_THE DATA_.
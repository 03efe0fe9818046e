//! Statement parsing implementation
//!
//! Dispatches on the leading token of each statement:
//!
//! ```text
//! statement ::= block | if_stmt | while_stmt | do_while_stmt | for_stmt
//!             | switch_stmt | break_stmt | continue_stmt | return_stmt
//!             | goto_stmt | label | declaration | expr_stmt
//! ```
//!
//! A label needs one token of lookahead after the identifier (`name :`
//! versus `name = ...`). Statement lists recover locally: a bad statement
//! becomes an [`AstNode::Error`] and its container keeps going.

use crate::ast::{AstNode, CaseLabel, SwitchCase};
use crate::diagnostics::{ErrorKind, SyntaxError};
use crate::parse::Parser;
use crate::token::TokenKind;

impl Parser {
    /// Parse a statement.
    pub(crate) fn parse_statement(&mut self) -> Result<AstNode, SyntaxError> {
        let line = self.cursor.line();

        match self.cursor.peek().kind {
            TokenKind::LBrace => self.parse_block(),
            TokenKind::If => self.parse_if(),
            TokenKind::While => self.parse_while(),
            TokenKind::Do => self.parse_do_while(),
            TokenKind::For => self.parse_for(),
            TokenKind::Switch => self.parse_switch(),
            TokenKind::Break => {
                self.cursor.advance();
                self.expect_semicolon("after 'break'")?;
                Ok(AstNode::Break { line })
            }
            TokenKind::Continue => {
                self.cursor.advance();
                self.expect_semicolon("after 'continue'")?;
                Ok(AstNode::Continue { line })
            }
            TokenKind::Return => self.parse_return(),
            TokenKind::Goto => {
                self.cursor.advance();
                let label = self.expect_identifier("after 'goto'")?;
                self.expect_semicolon("after goto label")?;
                Ok(AstNode::Goto {
                    label: label.text,
                    line,
                })
            }
            TokenKind::Ident
                if self
                    .cursor
                    .peek_ahead(1)
                    .map(|t| t.kind == TokenKind::Colon)
                    .unwrap_or(false) =>
            {
                let name = self.cursor.advance().text;
                self.cursor.advance(); // ':'
                Ok(AstNode::Label { name, line })
            }
            _ if self.at_declaration_start() => self.parse_declaration(),
            _ => {
                // Expression statement.
                let expr = self.parse_expression()?;
                self.expect_semicolon("after expression")?;
                Ok(expr)
            }
        }
    }

    /// Block: `{ statement* }`. A missing closing brace before end of input
    /// is an unterminated-block error.
    pub(crate) fn parse_block(&mut self) -> Result<AstNode, SyntaxError> {
        let line = self.cursor.line();
        self.expect(TokenKind::LBrace, "'{' to open block")?;

        let mut statements = Vec::new();
        while !self.cursor.check(TokenKind::RBrace) && !self.cursor.at_end() {
            if self.over_limit() {
                break;
            }
            statements.push(self.parse_statement_recovering());
        }

        if self.cursor.at_end() {
            return Err(SyntaxError::new(
                ErrorKind::UnterminatedBlock,
                "Unterminated block: missing '}'",
                line,
            ));
        }
        if !self.over_limit() {
            self.cursor.advance(); // '}'
        }

        Ok(AstNode::Block { statements, line })
    }

    /// Body of `if`/`while`/`for`: a single statement or a braced block.
    fn parse_body(&mut self) -> Result<AstNode, SyntaxError> {
        self.parse_statement()
    }

    fn parse_if(&mut self) -> Result<AstNode, SyntaxError> {
        let line = self.cursor.line();
        self.cursor.advance(); // 'if'

        self.expect_lparen("after 'if'")?;
        let condition = self.parse_expression()?;
        self.expect_rparen("after if condition")?;

        let body = self.parse_body()?;
        let else_body = if self.match_kind(TokenKind::Else) {
            Some(Box::new(self.parse_body()?))
        } else {
            None
        };

        Ok(AstNode::If {
            condition: Box::new(condition),
            body: Box::new(body),
            else_body,
            line,
        })
    }

    fn parse_while(&mut self) -> Result<AstNode, SyntaxError> {
        let line = self.cursor.line();
        self.cursor.advance(); // 'while'

        self.expect_lparen("after 'while'")?;
        let condition = self.parse_expression()?;
        self.expect_rparen("after while condition")?;

        let body = self.parse_body()?;

        Ok(AstNode::While {
            condition: Box::new(condition),
            body: Box::new(body),
            line,
        })
    }

    /// `do body while (condition);` — the body runs before the first
    /// condition check, so `min_iterations` is 1 unconditionally.
    fn parse_do_while(&mut self) -> Result<AstNode, SyntaxError> {
        let line = self.cursor.line();
        self.cursor.advance(); // 'do'

        let body = self.parse_body()?;

        self.expect(TokenKind::While, "'while' after do body")?;
        self.expect_lparen("after 'while'")?;
        let condition = self.parse_expression()?;
        self.expect_rparen("after do-while condition")?;
        self.expect_semicolon("after do-while")?;

        Ok(AstNode::DoWhile {
            body: Box::new(body),
            condition: Box::new(condition),
            min_iterations: 1,
            line,
        })
    }

    /// `for (init; condition; increment) body` — each clause may be empty.
    fn parse_for(&mut self) -> Result<AstNode, SyntaxError> {
        let line = self.cursor.line();
        self.cursor.advance(); // 'for'

        self.expect_lparen("after 'for'")?;

        let init = if self.match_kind(TokenKind::Semicolon) {
            None
        } else if self.cursor.peek().kind.is_type_keyword() {
            // Initialized declaration; consumes its own ';'.
            Some(Box::new(self.parse_typed_declaration()?))
        } else {
            let expr = self.parse_expression()?;
            self.expect_semicolon("after for init")?;
            Some(Box::new(expr))
        };

        let condition = if self.cursor.check(TokenKind::Semicolon) {
            None
        } else {
            Some(Box::new(self.parse_expression()?))
        };
        self.expect_semicolon("after for condition")?;

        let increment = if self.cursor.check(TokenKind::RParen) {
            None
        } else {
            Some(Box::new(self.parse_expression()?))
        };
        self.expect_rparen("after for clauses")?;

        let body = self.parse_body()?;

        Ok(AstNode::For {
            init,
            condition,
            increment,
            body: Box::new(body),
            line,
        })
    }

    fn parse_return(&mut self) -> Result<AstNode, SyntaxError> {
        let line = self.cursor.line();
        self.cursor.advance(); // 'return'

        let expression = if self.cursor.check(TokenKind::Semicolon) {
            None
        } else {
            Some(Box::new(self.parse_expression()?))
        };
        self.expect_semicolon("after return")?;

        Ok(AstNode::Return { expression, line })
    }

    /// `switch (expr) { case lit: ... default: ... }`.
    ///
    /// At most one `default` arm is kept; a second one is reported as a
    /// duplicate and surfaces as an error node in the preceding arm's body,
    /// never overwriting the first.
    fn parse_switch(&mut self) -> Result<AstNode, SyntaxError> {
        let line = self.cursor.line();
        self.cursor.advance(); // 'switch'

        self.expect_lparen("after 'switch'")?;
        let condition = self.parse_expression()?;
        self.expect_rparen("after switch expression")?;
        self.expect(TokenKind::LBrace, "'{' before switch body")?;

        let mut cases: Vec<SwitchCase> = Vec::new();
        let mut default_seen = false;

        while !self.cursor.check(TokenKind::RBrace) && !self.cursor.at_end() {
            if self.over_limit() {
                break;
            }

            let arm_line = self.cursor.line();
            if self.match_kind(TokenKind::Case) {
                let value = self.expect_literal("after 'case'")?;
                self.expect(TokenKind::Colon, "':' after case value")?;
                let body = self.parse_case_body();
                cases.push(SwitchCase {
                    label: CaseLabel::Literal(value.text),
                    body,
                    line: arm_line,
                });
            } else if self.cursor.check(TokenKind::Default) {
                self.cursor.advance();
                self.expect(TokenKind::Colon, "':' after 'default'")?;
                let mut body = self.parse_case_body();

                if default_seen {
                    let error = SyntaxError::new(
                        ErrorKind::DuplicateDefaultCase,
                        "Duplicate default case in switch",
                        arm_line,
                    );
                    self.report(&error);
                    let mut stitched = vec![AstNode::Error {
                        message: error.message,
                        line: error.line,
                    }];
                    stitched.append(&mut body);
                    if let Some(last) = cases.last_mut() {
                        last.body.append(&mut stitched);
                    }
                } else {
                    default_seen = true;
                    cases.push(SwitchCase {
                        label: CaseLabel::Default,
                        body,
                        line: arm_line,
                    });
                }
            } else {
                return Err(SyntaxError::expected(
                    "'case' or 'default' in switch body",
                    self.cursor.peek(),
                ));
            }
        }

        if self.cursor.at_end() {
            return Err(SyntaxError::new(
                ErrorKind::UnterminatedBlock,
                "Unterminated switch: missing '}'",
                line,
            ));
        }
        if !self.over_limit() {
            self.cursor.advance(); // '}'
        }

        Ok(AstNode::Switch {
            condition: Box::new(condition),
            cases,
            line,
        })
    }

    /// Statements of one switch arm, up to the next label or the closing
    /// brace.
    fn parse_case_body(&mut self) -> Vec<AstNode> {
        let mut statements = Vec::new();
        while !self.cursor.check(TokenKind::Case)
            && !self.cursor.check(TokenKind::Default)
            && !self.cursor.check(TokenKind::RBrace)
            && !self.cursor.at_end()
        {
            if self.over_limit() {
                break;
            }
            statements.push(self.parse_statement_recovering());
        }
        statements
    }
}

_EXERCISE PROMPT_.
One inclusive range is required: first line of the data through the line containing "container keeps going.". Set it down exactly and output nothing else.

_THE COMPLETED TASK_.
repository 03efe0fe9818046e
//! Statement parsing implementation
//!
//! Dispatches on the leading token of each statement:
//!
//! ```text
//! statement ::= block | if_stmt | while_stmt | do_while_stmt | for_stmt
//!             | switch_stmt | break_stmt | continue_stmt | return_stmt
//!             | goto_stmt | label | declaration | expr_stmt
//! ```
//!
//! A label needs one token of lookahead after the identifier (`name :`
//! versus `name = ...`). Statement lists recover locally: a bad statement
//! becomes an [`AstNode::Error`] and its container keeps going.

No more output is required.